_WORK REQUEST_.
Could you print every record exactly as it stands?

(Extracted data entries)
---------------
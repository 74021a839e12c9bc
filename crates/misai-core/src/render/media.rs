//! Image and video authenticity reports

use super::{format_percent, non_blank, Polarity, Render, ScoreBar};
use crate::model::{ImageResult, ManipulatedRegion, ManipulatedSegment, VideoResult};
use std::fmt;

#[derive(Debug, Clone, PartialEq, Eq)]
pub struct AuthenticityBanner {
    pub authentic: bool,
    pub title: String,
}

impl AuthenticityBanner {
    fn new(authentic: bool, noun: &str) -> Self {
        let verdict = if authentic { "Authentic" } else { "Manipulated" };
        Self {
            authentic,
            title: format!("{} {}", verdict, noun),
        }
    }

    /// CSS class of the banner gradient
    pub fn tone(&self) -> &'static str {
        if self.authentic {
            "authentic-gradient"
        } else {
            "manipulated-gradient"
        }
    }
}

/// One detected manipulation
#[derive(Debug, Clone, PartialEq, Eq)]
pub struct FindingRow {
    pub kind: String,
    /// `m:ss - m:ss`, videos only
    pub time_range: Option<String>,
    pub confidence: String,
}

impl From<&ManipulatedRegion> for FindingRow {
    fn from(region: &ManipulatedRegion) -> Self {
        Self {
            kind: region.kind.clone(),
            time_range: None,
            confidence: format_percent(region.confidence),
        }
    }
}

impl From<&ManipulatedSegment> for FindingRow {
    fn from(segment: &ManipulatedSegment) -> Self {
        Self {
            kind: segment.kind.clone(),
            time_range: Some(format!(
                "{} - {}",
                format_timestamp(segment.start_time),
                format_timestamp(segment.end_time)
            )),
            confidence: format_percent(segment.confidence),
        }
    }
}

impl fmt::Display for FindingRow {
    fn fmt(&self, f: &mut fmt::Formatter<'_>) -> fmt::Result {
        match &self.time_range {
            Some(range) => write!(f, "{} ({}) — {}", self.kind, range, self.confidence),
            None => write!(f, "{} — {}", self.kind, self.confidence),
        }
    }
}

#[derive(Debug, Clone, PartialEq)]
pub struct MediaReport {
    pub banner: AuthenticityBanner,
    pub confidence: ScoreBar,
    pub analysis: Option<String>,
    /// Empty when the service reported no manipulations
    pub findings: Vec<FindingRow>,
}

/// Seconds to `minutes:seconds`, floor-truncated with zero-padded seconds
pub fn format_timestamp(seconds: f64) -> String {
    let seconds = if seconds.is_finite() && seconds > 0.0 {
        seconds
    } else {
        0.0
    };
    let mins = (seconds / 60.0).floor() as u64;
    let secs = (seconds % 60.0).floor() as u64;
    format!("{}:{:02}", mins, secs)
}

impl Render for ImageResult {
    type Report = MediaReport;

    fn render(&self) -> MediaReport {
        MediaReport {
            banner: AuthenticityBanner::new(self.authentic, "Image"),
            confidence: ScoreBar::new(self.confidence(), Polarity::HigherIsBetter),
            analysis: non_blank(&self.analysis),
            findings: self
                .manipulated_regions
                .iter()
                .flatten()
                .map(FindingRow::from)
                .collect(),
        }
    }
}

impl Render for VideoResult {
    type Report = MediaReport;

    fn render(&self) -> MediaReport {
        MediaReport {
            banner: AuthenticityBanner::new(self.authentic, "Video"),
            confidence: ScoreBar::new(self.confidence(), Polarity::HigherIsBetter),
            analysis: non_blank(&self.analysis),
            findings: self
                .manipulated_segments
                .iter()
                .flatten()
                .map(FindingRow::from)
                .collect(),
        }
    }
}

impl fmt::Display for MediaReport {
    fn fmt(&self, f: &mut fmt::Formatter<'_>) -> fmt::Result {
        writeln!(f, "{}", self.banner.title)?;
        writeln!(f, "Confidence: {}", self.confidence.label)?;
        if let Some(analysis) = &self.analysis {
            writeln!(f, "Analysis: {}", analysis)?;
        }
        if !self.findings.is_empty() {
            writeln!(f, "Detected Manipulations:")?;
            for row in &self.findings {
                writeln!(f, "  {}", row)?;
            }
        }
        Ok(())
    }
}

#[cfg(test)]
mod tests {
    use super::*;
    use crate::render::Severity;

    #[test]
    fn test_scenario_manipulated_image() {
        let result = ImageResult {
            authentic: false,
            confidence_score: Some(0.81),
            analysis: None,
            manipulated_regions: Some(vec![ManipulatedRegion {
                kind: "splice".to_string(),
                confidence: 0.77,
            }]),
        };

        let report = result.render();
        assert_eq!(report.banner.title, "Manipulated Image");
        assert_eq!(report.banner.tone(), "manipulated-gradient");
        assert_eq!(report.confidence.label, "81.0%");
        assert_eq!(report.confidence.severity, Severity::Low);
        assert_eq!(report.findings.len(), 1);
        assert_eq!(report.findings[0].to_string(), "splice — 77.0%");
    }

    #[test]
    fn test_scenario_video_segment_times() {
        let result = VideoResult {
            authentic: false,
            confidence_score: None,
            analysis: None,
            manipulated_segments: Some(vec![ManipulatedSegment {
                kind: "face-swap".to_string(),
                start_time: 125.0,
                end_time: 140.0,
                confidence: 0.6,
            }]),
        };

        let report = result.render();
        assert_eq!(report.banner.title, "Manipulated Video");
        assert_eq!(report.confidence.label, "0.0%");
        assert_eq!(report.findings[0].time_range.as_deref(), Some("2:05 - 2:20"));
        assert_eq!(report.findings[0].confidence, "60.0%");
    }

    #[test]
    fn test_empty_or_missing_lists_render_nothing() {
        let result = ImageResult {
            authentic: true,
            confidence_score: Some(0.9),
            analysis: Some("Looks clean".to_string()),
            manipulated_regions: Some(Vec::new()),
        };
        let report = result.render();
        assert!(report.findings.is_empty());
        assert_eq!(report.banner.title, "Authentic Image");
        assert!(!report.to_string().contains("Detected Manipulations"));
    }

    #[test]
    fn test_format_timestamp() {
        assert_eq!(format_timestamp(0.0), "0:00");
        assert_eq!(format_timestamp(9.99), "0:09");
        assert_eq!(format_timestamp(60.0), "1:00");
        assert_eq!(format_timestamp(125.7), "2:05");
        assert_eq!(format_timestamp(3600.0), "60:00");
        assert_eq!(format_timestamp(-3.0), "0:00");
        assert_eq!(format_timestamp(f64::NAN), "0:00");
    }
}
---------------
_RESPONSE AREA_.
repository 74021a839e12c9bc
filename crates/misai-core/src/render/media.rs
//! Image and video authenticity reports

use super::{format_percent, non_blank, Polarity, Render, ScoreBar};
use crate::model::{ImageResult, ManipulatedRegion, ManipulatedSegment, VideoResult};
use std::fmt;

#[derive(Debug, Clone, PartialEq, Eq)]
pub struct AuthenticityBanner {
    pub authentic: bool,
    pub title: String,
}

impl AuthenticityBanner {
    fn new(authentic: bool, noun: &str) -> Self {
        let verdict = if authentic { "Authentic" } else { "Manipulated" };
        Self {
            authentic,
            title: format!("{} {}", verdict, noun),
        }
    }

    /// CSS class of the banner gradient
    pub fn tone(&self) -> &'static str {
        if self.authentic {
            "authentic-gradient"
        } else {
            "manipulated-gradient"
        }
    }
}

/// One detected manipulation
#[derive(Debug, Clone, PartialEq, Eq)]
pub struct FindingRow {
    pub kind: String,
    /// `m:ss - m:ss`, videos only
    pub time_range: Option<String>,
    pub confidence: String,
}

impl From<&ManipulatedRegion> for FindingRow {
    fn from(region: &ManipulatedRegion) -> Self {
        Self {
            kind: region.kind.clone(),
            time_range: None,
            confidence: format_percent(region.confidence),
        }
    }
}

impl From<&ManipulatedSegment> for FindingRow {
    fn from(segment: &ManipulatedSegment) -> Self {
        Self {
            kind: segment.kind.clone(),
            time_range: Some(format!(
                "{} - {}",
                format_timestamp(segment.start_time),
                format_timestamp(segment.end_time)
            )),
            confidence: format_percent(segment.confidence),
        }
    }
}

impl fmt::Display for FindingRow {
    fn fmt(&self, f: &mut fmt::Formatter<'_>) -> fmt::Result {
        match &self.time_range {
            Some(range) => write!(f, "{} ({}) — {}", self.kind, range, self.confidence),
            None => write!(f, "{} — {}", self.kind, self.confidence),
        }
    }
}

#[derive(Debug, Clone, PartialEq)]
pub struct MediaReport {
    pub banner: AuthenticityBanner,
    pub confidence: ScoreBar,
    pub analysis: Option<String>,
    /// Empty when the service reported no manipulations
    pub findings: Vec<FindingRow>,
}

/// Seconds to `minutes:seconds`, floor-truncated with zero-padded seconds
pub fn format_timestamp(seconds: f64) -> String {
    let seconds = if seconds.is_finite() && seconds > 0.0 {
        seconds
    } else {
        0.0
    };
    let mins = (seconds / 60.0).floor() as u64;
    let secs = (seconds % 60.0).floor() as u64;
    format!("{}:{:02}", mins, secs)
}

impl Render for ImageResult {
    type Report = MediaReport;

    fn render(&self) -> MediaReport {
        MediaReport {
            banner: AuthenticityBanner::new(self.authentic, "Image"),
            confidence: ScoreBar::new(self.confidence(), Polarity::HigherIsBetter),
            analysis: non_blank(&self.analysis),
            findings: self
                .manipulated_regions
                .iter()
                .flatten()
                .map(FindingRow::from)
                .collect(),
        }
    }
}

impl Render for VideoResult {
    type Report = MediaReport;

    fn render(&self) -> MediaReport {
        MediaReport {
            banner: AuthenticityBanner::new(self.authentic, "Video"),
            confidence: ScoreBar::new(self.confidence(), Polarity::HigherIsBetter),
            analysis: non_blank(&self.analysis),
            findings: self
                .manipulated_segments
                .iter()
                .flatten()
                .map(FindingRow::from)
                .collect(),
        }
    }
}

impl fmt::Display for MediaReport {
    fn fmt(&self, f: &mut fmt::Formatter<'_>) -> fmt::Result {
        writeln!(f, "{}", self.banner.title)?;
        writeln!(f, "Confidence: {}", self.confidence.label)?;
        if let Some(analysis) = &self.analysis {
            writeln!(f, "Analysis: {}", analysis)?;
        }
        if !self.findings.is_empty() {
            writeln!(f, "Detected Manipulations:")?;
            for row in &self.findings {
                writeln!(f, "  {}", row)?;
            }
        }
        Ok(())
    }
}

#[cfg(test)]
mod tests {
    use super::*;
    use crate::render::Severity;

    #[test]
    fn test_scenario_manipulated_image() {
        let result = ImageResult {
            authentic: false,
            confidence_score: Some(0.81),
            analysis: None,
            manipulated_regions: Some(vec![ManipulatedRegion {
                kind: "splice".to_string(),
                confidence: 0.77,
            }]),
        };

        let report = result.render();
        assert_eq!(report.banner.title, "Manipulated Image");
        assert_eq!(report.banner.tone(), "manipulated-gradient");
        assert_eq!(report.confidence.label, "81.0%");
        assert_eq!(report.confidence.severity, Severity::Low);
        assert_eq!(report.findings.len(), 1);
        assert_eq!(report.findings[0].to_string(), "splice — 77.0%");
    }

    #[test]
    fn test_scenario_video_segment_times() {
        let result = VideoResult {
            authentic: false,
            confidence_score: None,
            analysis: None,
            manipulated_segments: Some(vec![ManipulatedSegment {
                kind: "face-swap".to_string(),
                start_time: 125.0,
                end_time: 140.0,
                confidence: 0.6,
            }]),
        };

        let report = result.render();
        assert_eq!(report.banner.title, "Manipulated Video");
        assert_eq!(report.confidence.label, "0.0%");
        assert_eq!(report.findings[0].time_range.as_deref(), Some("2:05 - 2:20"));
        assert_eq!(report.findings[0].confidence, "60.0%");
    }

    #[test]
    fn test_empty_or_missing_lists_render_nothing() {
        let result = ImageResult {
            authentic: true,
            confidence_score: Some(0.9),
            analysis: Some("Looks clean".to_string()),
            manipulated_regions: Some(Vec::new()),
        };
        let report = result.render();
        assert!(report.findings.is_empty());
        assert_eq!(report.banner.title, "Authentic Image");
        assert!(!report.to_string().contains("Detected Manipulations"));
    }

    #[test]
    fn test_format_timestamp() {
        assert_eq!(format_timestamp(0.0), "0:00");
        assert_eq!(format_timestamp(9.99), "0:09");
        assert_eq!(format_timestamp(60.0), "1:00");
        assert_eq!(format_timestamp(125.7), "2:05");
        assert_eq!(format_timestamp(3600.0), "60:00");
        assert_eq!(format_timestamp(-3.0), "0:00");
        assert_eq!(format_timestamp(f64::NAN), "0:00");
    }
}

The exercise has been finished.